Over Imagining Our Capabilities

For some time I had been followed a fellow who is doing a rather extensive gunsmithing theory course (online, dvds, books and exams).

It has been interesting watching as he pumped himself up how when he is done with the program, he will be a “gunsmith.”

Not very certain he has much, if any, experience in the hands-on skill levels specific to gunsmithing, though to his credit he is tool savvy though it may be in an academic sort of way.

He doesn’t seem to realize that gunsmithing is all about the hands on performing the tasks of the trade to trade level proficiency, and doesn’t dwell on book learning except as the basis for practical skill development.

I also know someone who sat their Technician, General and Extra exams in a single session, but literally doesn’t seem to know how to get on the air or actually know very much about electronics.

During the pandemic I had this idea that since my usual music groups went on hiatus, and playing saxophone by yourself is somewhat a bore, that I would try some other musical pursuits. So my old dulcimer came out and another one was added with books, I bought a Roland Aerophone and got that all set up, and I bought a couple Hurdy-Gurdies. I also pulled out of storage my krumhorns and a suitable microphone.

Well I got the basics down on the Hurdy-Gurdy, put the dulcimers away for now, also the crumhorns got put away, and other than making some Sci-Fi grade scary noises with the Aerophone, nothing has happened there either.

All these are cases of over-imagining our capabilities, including myself dreaming that my trained skill set could be easily extended.

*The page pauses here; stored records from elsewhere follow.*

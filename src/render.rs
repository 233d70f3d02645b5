use serde_json::Value as JsonValue;

/// Render child keys as one anchor line per key, in the order given.
///
/// Keys are embedded verbatim, without HTML escaping.
pub fn render_listing(keys: &[JsonValue]) -> String {
    let mut body = String::new();
    for key in keys {
        let key = display_value(key);
        body.push_str(&format!("<a href=\"{}\">{}</a><br>\n", key, key));
    }
    body
}

/// Render the `value` field of a read result.
///
/// Strings pass through untouched; they are expected to already hold JSON.
/// Anything else is emitted in compact form and a missing field renders empty.
pub fn render_value(value: Option<&JsonValue>) -> String {
    value.map(display_value).unwrap_or_default()
}

/// Indent a JSON document with two spaces. Used for debug logging only.
pub fn pretty_print(body: &str) -> Result<String, serde_json::Error> {
    let parsed: JsonValue = serde_json::from_str(body)?;
    serde_json::to_string_pretty(&parsed)
}

fn display_value(value: &JsonValue) -> String {
    match value {
        JsonValue::String(s) => s.clone(),
        other => other.to_string(),
    }
}
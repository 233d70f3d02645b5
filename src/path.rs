use std::fmt;

/// Prefix under which the store exposes its raw internal key tree
pub const RAW_ROOT: &str = "sys/raw";

/// Location in the secret store derived from a request path
///
/// Always starts with [`RAW_ROOT`]. A trailing slash is kept exactly as it
/// arrived because it decides between listing and reading.
#[derive(Debug, Clone, PartialEq, Eq)]
pub struct BackendPath(String);

impl BackendPath {
    /// Map the part of the URL after the mount point to a store path.
    ///
    /// No validation happens here; the store rejects paths it does not like.
    pub fn resolve(endpoint: &str) -> Self {
        if endpoint.is_empty() {
            Self(RAW_ROOT.to_string())
        } else {
            Self(format!("{}/{}", RAW_ROOT, endpoint))
        }
    }

    /// Whether this path names a prefix to list rather than a value to read
    pub fn is_listing(&self) -> bool {
        self.0.ends_with('/') || self.0 == RAW_ROOT
    }

    pub fn as_str(&self) -> &str {
        &self.0
    }
}

impl fmt::Display for BackendPath {
    fn fmt(&self, f: &mut fmt::Formatter<'_>) -> fmt::Result {
        f.write_str(&self.0)
    }
}
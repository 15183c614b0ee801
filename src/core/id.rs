//! Opaque identifiers.
//!
//! Ids are random v4 UUIDs rendered as decimal digits, so the browser client
//! can match them with a plain numeric pattern.

use std::fmt;
use serde::Serialize;

fn generate() -> String {
    uuid::Uuid::new_v4().as_u128().to_string()
}

/// Stable player identity, assigned once at game creation.
#[derive(Clone, Debug, PartialEq, Eq, PartialOrd, Ord, Hash, Serialize)]
#[serde(transparent)]
pub struct PlayerId(String);

impl PlayerId {
    /// Generate a fresh identity.
    pub fn generate() -> Self {
        Self(generate())
    }

    /// Wrap an existing token (decoded from the wire or a save file).
    pub fn new(token: impl Into<String>) -> Self {
        Self(token.into())
    }

    /// Raw token.
    pub fn as_str(&self) -> &str {
        &self.0
    }
}

impl fmt::Display for PlayerId {
    fn fmt(&self, f: &mut fmt::Formatter<'_>) -> fmt::Result {
        f.write_str(&self.0)
    }
}

/// Identifier for a celestial body, base, ship, or other entity.
#[derive(Clone, Debug, PartialEq, Eq, PartialOrd, Ord, Hash, Serialize)]
#[serde(transparent)]
pub struct EntityId(String);

impl EntityId {
    /// Generate a fresh id.
    pub fn generate() -> Self {
        Self(generate())
    }

    /// Wrap an existing id.
    pub fn new(id: impl Into<String>) -> Self {
        Self(id.into())
    }

    /// Raw id.
    pub fn as_str(&self) -> &str {
        &self.0
    }
}

impl fmt::Display for EntityId {
    fn fmt(&self, f: &mut fmt::Formatter<'_>) -> fmt::Result {
        f.write_str(&self.0)
    }
}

Professionally one runs into this daydreaming oneself into a sort of superman issue as well.

And you also run into those folks who are truly wise, and know their limits.  These are the folks who tell you that they won’t take that long shot hunting because in their practicing they learned they were not a great shot that far out.  Or the ones who at track day only drive up to their personal limit rather than the top speed of the car.  Or the ones pull off to rest travelling after their personal limit of hours, rather than pushing on that last two hours growing ever more tired and presumably less safe.

This is all food for thought, as the humility to know one’s personal limits can seem to stand in the way of learning, and the “I think I can” attitude we learned as small child.

Perhaps the real goal is finding balance between striving and knowing?